Our Time CEO, Dympna writes about how the media portrayal of mental illness can reinforce the idea that mental illness is the cause and not the symptom of many issues we face in society.
We hear a lot about knife crime and violence among young people but we rarely ask what might be the underlying problem at a system level, rather than an individual level.
The violent acts of shooting in schools in the US or stabbings on the streets of London are often attributed to mental health issues and this may indeed be true but the mental health is not in itself the cause, but the symptom of something wrong in our society. The statistics do show an increase in mental health problems, or at least there is an increased awareness of how much mental distress there is in all sections of society, young and old. I would argue that mental illness is not the cause of violence but that a culture of violence is at the root of mental illness, thus the cycle continues. Violence in the home and in the media create a culture in which fear is a dominant factor.

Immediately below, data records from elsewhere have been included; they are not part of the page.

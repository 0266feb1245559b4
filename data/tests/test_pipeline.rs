use std::collections::HashMap;
use std::sync::Arc;

use chain_types::RawRecord;
use chain_types::testing::aggregate_record;
use data::{FetchPipelineError, PayloadFetcher, PipelineOptions, ProgressPhase, write_payload};
use serde_json::json;
use wiremock::matchers::{method, path, path_regex, query_param};
use wiremock::{Mock, MockServer, Request, Respond, ResponseTemplate};

/// Fragments of a header-bearing first group: the 14 header slots, then the data url prefix.
fn header_group(content: &str) -> Vec<String> {
    let mut parts = vec!["owner".to_owned(), "id-42".into(), "serial-7".into(), "a message".into()];
    parts.extend((1..=10).map(|i| format!("x{i}")));
    parts.push(format!("data:text/html;base64,{content}"));
    parts
}

fn records() -> Vec<RawRecord> {
    let first = header_group("PGgxPkhp");
    let first: Vec<&str> = first.iter().map(String::as_str).collect();

    let mut records = vec![
        aggregate_record(0, &first),
        aggregate_record(1, &["PC9oMT4", "8cD5vazwvcD4="]),
        aggregate_record(2, &["PGJyPg=="]),
    ];
    records.sort_by(|a, b| b.id.cmp(&a.id));
    records
}

struct Index(Arc<Vec<RawRecord>>);

impl Respond for Index {
    fn respond(&self, request: &Request) -> ResponseTemplate {
        let offset = request
            .url
            .query_pairs()
            .find(|(k, _)| k == "offset")
            .map(|(_, v)| v.into_owned());
        let data: Vec<_> = match offset {
            None => self.0.iter().take(2).collect(),
            Some(cursor) => self.0.iter().filter(|r| r.id.as_deref().unwrap() < cursor.as_str()).take(2).collect(),
        };
        ResponseTemplate::new(200).set_body_json(json!({ "data": data }))
    }
}

struct Bodies(Arc<HashMap<String, RawRecord>>);

impl Respond for Bodies {
    fn respond(&self, request: &Request) -> ResponseTemplate {
        let hash = request.url.path().rsplit('/').next().unwrap_or_default();
        match self.0.get(hash) {
            Some(r) => ResponseTemplate::new(200).set_body_json(r),
            None => ResponseTemplate::new(404),
        }
    }
}

async fn replica(records: &Arc<Vec<RawRecord>>, healthy: bool) -> MockServer {
    let server = MockServer::start().await;

    Mock::given(method("GET"))
        .and(path("/records/confirmed"))
        .and(query_param("address", "TADDR"))
        .respond_with(Index(records.clone()))
        .mount(&server)
        .await;

    let body_mock = Mock::given(method("GET")).and(path_regex(r"^/records/confirmed/[0-9A-F]+$"));
    if healthy {
        let by_hash = records.iter().map(|r| (r.content_hash().unwrap().to_owned(), r.clone())).collect();
        body_mock.respond_with(Bodies(Arc::new(by_hash))).mount(&server).await;
    } else {
        body_mock.respond_with(ResponseTemplate::new(502)).mount(&server).await;
    }

    server
}

fn options() -> PipelineOptions {
    PipelineOptions {
        page_size: 10,
        concurrency: 2,
        retries: 2,
        base_delay_ms: 1,
        ..PipelineOptions::default()
    }
}

#[tokio::test]
async fn test_download_from_replicas() {
    let records = Arc::new(records());
    let healthy = replica(&records, true).await;
    let broken = replica(&records, false).await;

    let fetcher = PayloadFetcher::from_endpoints([healthy.uri(), broken.uri()]).unwrap();
    let outcome = fetcher.download("TADDR", &options()).await.unwrap();

    assert_eq!(outcome.refs.len(), 3);
    assert!(outcome.failed.is_empty());

    let reconstruction = &outcome.reconstruction;
    assert_eq!(reconstruction.header.mime_type, "text/html");
    assert_eq!(reconstruction.header.owner, "owner");
    assert_eq!(reconstruction.header.id, "id-42");
    assert_eq!(reconstruction.header.message, "a message");
    assert_eq!(
        reconstruction.payload_text(),
        "data:text/html;base64,PGgxPkhpPC9oMT48cD5vazwvcD4=PGJyPg=="
    );
    assert_eq!(reconstruction.header.size, reconstruction.payload.len());
    assert!(reconstruction.report.gap_analysis.as_ref().unwrap().is_complete);

    let progress = fetcher.get_progress();
    assert_eq!(progress.phase, ProgressPhase::Complete);
    assert_eq!(progress.current_step, 3);

    let dir = tempfile::tempdir().unwrap();
    let out = dir.path().join("payload.b64");
    let written = write_payload(&out, reconstruction, true).unwrap();
    assert_eq!(std::fs::read(&out).unwrap(), b"PGgxPkhpPC9oMT48cD5vazwvcD4=PGJyPg==");
    assert_eq!(written, 36);

    let whole = dir.path().join("payload.txt");
    write_payload(&whole, reconstruction, false).unwrap();
    assert_eq!(std::fs::read(&whole).unwrap(), reconstruction.payload);
}

#[tokio::test]
async fn test_index_failure_is_fatal() {
    let server = MockServer::start().await;
    Mock::given(method("GET"))
        .and(path("/records/confirmed"))
        .respond_with(ResponseTemplate::new(500))
        .mount(&server)
        .await;

    let fetcher = PayloadFetcher::from_endpoints([server.uri()]).unwrap();
    let err = fetcher.download("TADDR", &options()).await.unwrap_err();

    assert!(matches!(err, FetchPipelineError::EnumerationError(_)));
    assert_eq!(fetcher.get_progress().phase, ProgressPhase::FetchingList);
}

Mental illness has many causes: genetic disposition, early childhood experience, family circumstances, traumatic life experiences and poverty. The social determinants of health are well known, the lower down you are on the socio-economic ladder, the more likely you are to suffer ill-health, both mental and physical. We know from ACE (adverse childhood experiences) research that stress in infancy and childhood takes a life-long toll on health. Toxic stress (sustained and systematic) has an effect on our brains, leading to problems with attachment, relationships, cognition, educational attainment and economic success. Many children live in extremely stressful environments and cope as best they can, sometimes in ways that are detrimental to themselves and to society. We are failing our children because we are not investing in creating safer environments in which all, or most, children can grow up without threat, can develop into adults who have the luxury of being able to explore, play, create, think and contribute to the society which nurtured them.
We seem to invest in illness rather than health, by waiting until a problem arises to provide help, which is usually too late as too much damage has been done by the time the symptoms show themselves. We need to invest in children and young people as a public health issue, preventing rather than treating mental illness. This will reduce the need for children to find bad ways of protecting themselves and it will create a safer society for everyone, adults and children.
Many areas of public policy and health provision are thinking about the family as the first and most influential environment in which people are shaped and this is absolutely right, however we are still reluctant to support families who are struggling, preferring to treat the problems that arise when things have gone wrong. Most therapeutic work is done at the individual level, not at the level of the system or the environment. We like to count individual actions, beneficiaries, patients and cost their care accordingly. This is flawed as it ignores the most important component of illness and distress, the places that we live – whether this is the family, the school, the street, or wider society.
One of the most hidden and stressful situations a child will have to cope with is parental mental illness and its consequences. The Children’s Society (Good Childhood Report, 2017) found that there are 1.65 million young people (aged 10-17 years) living with a parent/carer with depression/anxiety. Furthermore, they found that parental depression or anxiety, on average clustered with six other major challenges in the family. These challenges were most likely to be homelessness and exposure to domestic violence. Children in families with a parent with depression or anxiety were found to have demonstrably lower well-being. Most of these children are vulnerable to dangerous and negative experiences because they are less able to protect themselves and have less self-confidence which lends itself to social isolation and predators who target them. Childhood trauma is a feature of the majority of young people who fall foul of the authorities in different ways and as they go through life the trauma piles up. Exclusion from school may be a trigger which pushes these young people over the edge where they have nothing left to lose.
A WHO review stated: “Children with a parent who has a mental illness or substance use disorder are placed at high risk of experiencing family discord and psychiatric problems. The intergenerational transfer of mental disorder is the result of interactions between genetic, biological and social risk factors occurring as early as pregnancy and infancy. Rubovits work in this area has found that children and young people of parents with a mental illness have a 70% chance of developing mental health problems whilst young, with 40% requiring treatment by the age of 20. It also found that these children experience high levels of social isolation, stigmatisation, fear and shame.
This is not to say that parental mental illness is an excuse or reason for violent behaviour and in most cases these children are overly compliant rather than problematic, nevertheless they find themselves on the outside, struggling alone with the hidden trauma, which they do not understand, and which leads to many different kinds of self-destructive behaviours. When we feel ‘cast out,’ we lose one of the most important protections which we need for healthy psychological functioning — the feeling of belonging and being valued.
Children and young people mostly carry knives and join gangs for protection and because they feel that they don’t matter, that the rules are not made to protect them but to protect others who have more material wealth which they need to protect. When I did my clinical training in a psychiatric hospital I met a young man there who took it upon himself to tell me that the rules were not made for him, they were made to protect me from him! Why should he obey the rules when the whole system excludes him and his experience of life is one of being marginalised and even despised? He told me that ‘in here’ (the hospital) I was in charge but ‘out there’ (the street) he was in charge because he could intimidate me with guns and knives. The street belonged to him and he could own it with his threat and lack of interest in society or its rules. I learned a lot from him and it made perfect sense if I thought about things using his logic.